Mr Justice Neuberger found that Hereford-based Healing Herbs was right in saying that BACH as a name for flower remedies was generic.

The result was that the judge ordered a revocation of the BACH-word trade mark registrations of a subsidiary of Nelson's – a leading UK producer of homeopathic medicines.

Geoffrey Hobbs QC, who led for Healing Herbs, had as his junior James Marshall, a partner at Taylor Joynson Garrett.

This was the first time a Taylor Joynson Garrett High Court advocate had appeared in a major trial. Not to be outdone, Michael Bloch, who led Henry Whittle (instructed by Cameron McKenna), took silk immediately after the trial, announcing at the same time his engagement to Camilla Bingham (a member of his chambers and daughter of the long-lost Lord Lucan).

The trial came 13 months after proceedings were started. Keenly contested throughout, and with evidence from 120 witnesses, Judge Neuberger presided over it in a model fashion, extending courtesy to practitioners and witnesses alike (which brings out the best in the lawyers as well as those in the box).

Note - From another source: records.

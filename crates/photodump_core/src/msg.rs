use crate::{CandidateFile, ClearScope, Direction, JobId, PushEvent, ResultSet, UploadId, UploadReceipt};

#[derive(Debug, Clone, PartialEq, Eq)]
pub enum Msg {
    /// App started: connect the push channel and recover staged files.
    SessionStarted,
    /// Input layer produced a set of files (drop or browse).
    FilesAdded(Vec<CandidateFile>),
    UploadFinished {
        upload_id: UploadId,
        result: Result<UploadReceipt, String>,
    },
    RemoveClicked { filename: String },
    RemoveFinished {
        filename: String,
        result: Result<(), String>,
    },
    /// Re-read the staged set from the server.
    ReloadRequested,
    UploadsListed(Result<Vec<String>, String>),
    /// User edited the category box (one label per line).
    CategoriesChanged(String),
    StartClicked,
    /// Response of the blocking start call.
    ProcessFinished {
        job_id: JobId,
        result: Result<ResultSet, String>,
    },
    /// Status update from the push channel.
    Push(PushEvent),
    ChannelOpened,
    ChannelFailed(String),
    ChannelClosed,
    ClearAllClicked,
    ClearSelectionClicked,
    ServerCleared {
        scope: ClearScope,
        result: Result<(), String>,
    },
    DownloadClicked,
    /// Saved archive location, or failure reason.
    DownloadFinished(Result<String, String>),
    ImageOpened { src: String },
    ModalNavigated(Direction),
    ModalClosed,
    /// User asked to leave (window close / quit).
    QuitRequested,
    /// User leaves despite the navigation-guard warning.
    QuitConfirmed,
}
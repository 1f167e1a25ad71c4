//! Beer Categories Handler

use std::sync::Arc;

use salvo::{oapi::extract::PathParam, prelude::*};
use uuid::Uuid;

use crate::{
    categories::{errors::into_status_error, models::CategoryResponse},
    errors::ApiError,
    extensions::*,
    state::State,
};

/// Beer Categories Handler
///
/// Lists the categories a beer is tagged with.
#[endpoint(
    tags("categories"),
    summary = "List Beer Categories",
    security(("basic_auth" = []), ("bearer_auth" = [])),
    responses(
        (status_code = StatusCode::OK, description = "Categories of the beer"),
        (status_code = StatusCode::NOT_FOUND, description = "Beer not found"),
    ),
)]
pub(crate) async fn handler(
    id: PathParam<Uuid>,
    depot: &mut Depot,
) -> Result<Json<Vec<CategoryResponse>>, ApiError> {
    let state = depot.obtain_or_500::<Arc<State>>()?;

    let categories = state
        .app
        .categories
        .list_beer_categories(id.into_inner().into())
        .await
        .map_err(into_status_error)?;

    Ok(Json(categories.into_iter().map(Into::into).collect()))
}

Although more than 80 witnesses were called for cross-examination, the trial kept to the estimated eight days. All issues were dealt with fully but economically in terms of court time.

How did this happen? It was a combination of specific (not general) discovery, detailed skeleton arguments, the trading of issues which were not pursued (res judicata by the respondents and bad faith by the applicants), all evidence in chief being by affidavit, with cross-examination of between about 10 and 25 minutes per witness (aside from the two principal witnesses) and cutting the witness list by about one-third using actual and deemed CEA notices.

The eight-day hearing was achieved, with the judge allowing two days off for writing closing submissions.

It is in this kind of regime that justice is done as we approach the end of the century. It would have been better if the case had been thoroughly judge-managed from the outset but otherwise it is doubtful whether Woolf would have improved upon it.